• Exercise details: Only the number is wanted: how many lines below contain "next"?

┄┄┄┄┄┄

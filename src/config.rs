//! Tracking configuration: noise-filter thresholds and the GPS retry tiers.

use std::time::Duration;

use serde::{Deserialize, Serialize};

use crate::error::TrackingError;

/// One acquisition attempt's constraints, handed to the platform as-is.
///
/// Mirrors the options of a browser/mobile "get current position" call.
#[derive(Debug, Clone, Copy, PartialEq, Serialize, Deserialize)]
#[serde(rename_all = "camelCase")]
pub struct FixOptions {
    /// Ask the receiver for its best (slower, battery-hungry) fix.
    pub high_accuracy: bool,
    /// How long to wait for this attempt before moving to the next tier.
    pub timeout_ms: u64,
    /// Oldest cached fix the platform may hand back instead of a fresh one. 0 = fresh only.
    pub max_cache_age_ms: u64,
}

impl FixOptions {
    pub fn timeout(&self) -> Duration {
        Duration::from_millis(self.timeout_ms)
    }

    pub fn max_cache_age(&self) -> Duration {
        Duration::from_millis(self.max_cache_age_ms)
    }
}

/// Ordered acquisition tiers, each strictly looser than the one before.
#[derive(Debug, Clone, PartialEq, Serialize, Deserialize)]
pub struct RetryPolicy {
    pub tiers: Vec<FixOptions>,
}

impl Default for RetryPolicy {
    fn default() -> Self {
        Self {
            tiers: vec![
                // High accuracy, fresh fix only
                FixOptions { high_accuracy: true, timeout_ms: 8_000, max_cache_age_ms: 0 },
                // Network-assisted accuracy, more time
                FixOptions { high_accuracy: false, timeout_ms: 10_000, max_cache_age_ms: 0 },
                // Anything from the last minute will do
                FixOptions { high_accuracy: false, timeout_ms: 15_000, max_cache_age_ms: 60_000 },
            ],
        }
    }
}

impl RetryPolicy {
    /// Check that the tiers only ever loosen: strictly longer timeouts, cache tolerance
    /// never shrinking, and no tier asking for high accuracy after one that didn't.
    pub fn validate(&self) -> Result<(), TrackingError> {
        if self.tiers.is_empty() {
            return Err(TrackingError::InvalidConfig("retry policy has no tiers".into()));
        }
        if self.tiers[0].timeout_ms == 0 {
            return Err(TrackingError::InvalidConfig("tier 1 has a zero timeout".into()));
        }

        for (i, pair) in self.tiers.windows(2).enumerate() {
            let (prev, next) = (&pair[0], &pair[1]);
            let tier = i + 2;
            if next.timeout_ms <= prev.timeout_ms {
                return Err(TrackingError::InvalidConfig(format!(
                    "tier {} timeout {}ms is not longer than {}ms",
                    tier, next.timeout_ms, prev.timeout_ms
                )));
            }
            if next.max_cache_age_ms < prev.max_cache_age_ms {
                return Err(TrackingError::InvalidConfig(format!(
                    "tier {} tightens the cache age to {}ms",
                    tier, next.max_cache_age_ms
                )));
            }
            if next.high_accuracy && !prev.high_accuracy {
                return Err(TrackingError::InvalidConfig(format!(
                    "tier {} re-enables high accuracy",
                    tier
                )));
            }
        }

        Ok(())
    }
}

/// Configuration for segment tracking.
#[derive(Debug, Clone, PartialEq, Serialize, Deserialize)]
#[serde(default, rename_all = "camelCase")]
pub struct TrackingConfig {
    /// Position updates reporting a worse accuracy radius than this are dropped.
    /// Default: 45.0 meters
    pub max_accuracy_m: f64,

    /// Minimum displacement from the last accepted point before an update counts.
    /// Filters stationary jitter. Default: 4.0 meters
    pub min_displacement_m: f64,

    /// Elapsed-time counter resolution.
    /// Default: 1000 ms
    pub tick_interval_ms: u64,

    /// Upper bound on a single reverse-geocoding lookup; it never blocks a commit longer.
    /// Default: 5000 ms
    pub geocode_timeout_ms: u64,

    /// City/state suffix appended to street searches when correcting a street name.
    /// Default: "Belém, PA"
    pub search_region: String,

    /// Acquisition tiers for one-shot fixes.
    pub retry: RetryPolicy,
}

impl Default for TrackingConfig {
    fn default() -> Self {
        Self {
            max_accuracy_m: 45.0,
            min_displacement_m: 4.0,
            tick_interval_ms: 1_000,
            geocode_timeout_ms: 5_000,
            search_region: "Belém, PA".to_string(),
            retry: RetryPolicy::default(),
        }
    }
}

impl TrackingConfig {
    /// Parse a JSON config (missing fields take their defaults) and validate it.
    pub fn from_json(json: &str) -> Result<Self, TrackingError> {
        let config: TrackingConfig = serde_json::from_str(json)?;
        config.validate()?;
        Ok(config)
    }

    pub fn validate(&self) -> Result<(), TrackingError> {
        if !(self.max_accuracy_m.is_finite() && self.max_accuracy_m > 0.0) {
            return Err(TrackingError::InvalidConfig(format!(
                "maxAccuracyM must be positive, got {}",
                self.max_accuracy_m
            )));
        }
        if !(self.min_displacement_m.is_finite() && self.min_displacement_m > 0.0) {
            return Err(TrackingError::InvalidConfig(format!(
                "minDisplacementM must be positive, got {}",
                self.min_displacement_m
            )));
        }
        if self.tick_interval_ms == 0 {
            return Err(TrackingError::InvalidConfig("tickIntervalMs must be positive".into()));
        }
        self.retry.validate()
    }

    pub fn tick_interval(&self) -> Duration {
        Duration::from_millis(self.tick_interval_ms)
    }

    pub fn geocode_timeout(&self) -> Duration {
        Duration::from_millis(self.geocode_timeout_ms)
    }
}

┄┄┄┄┄┄

• Exercise answer: 7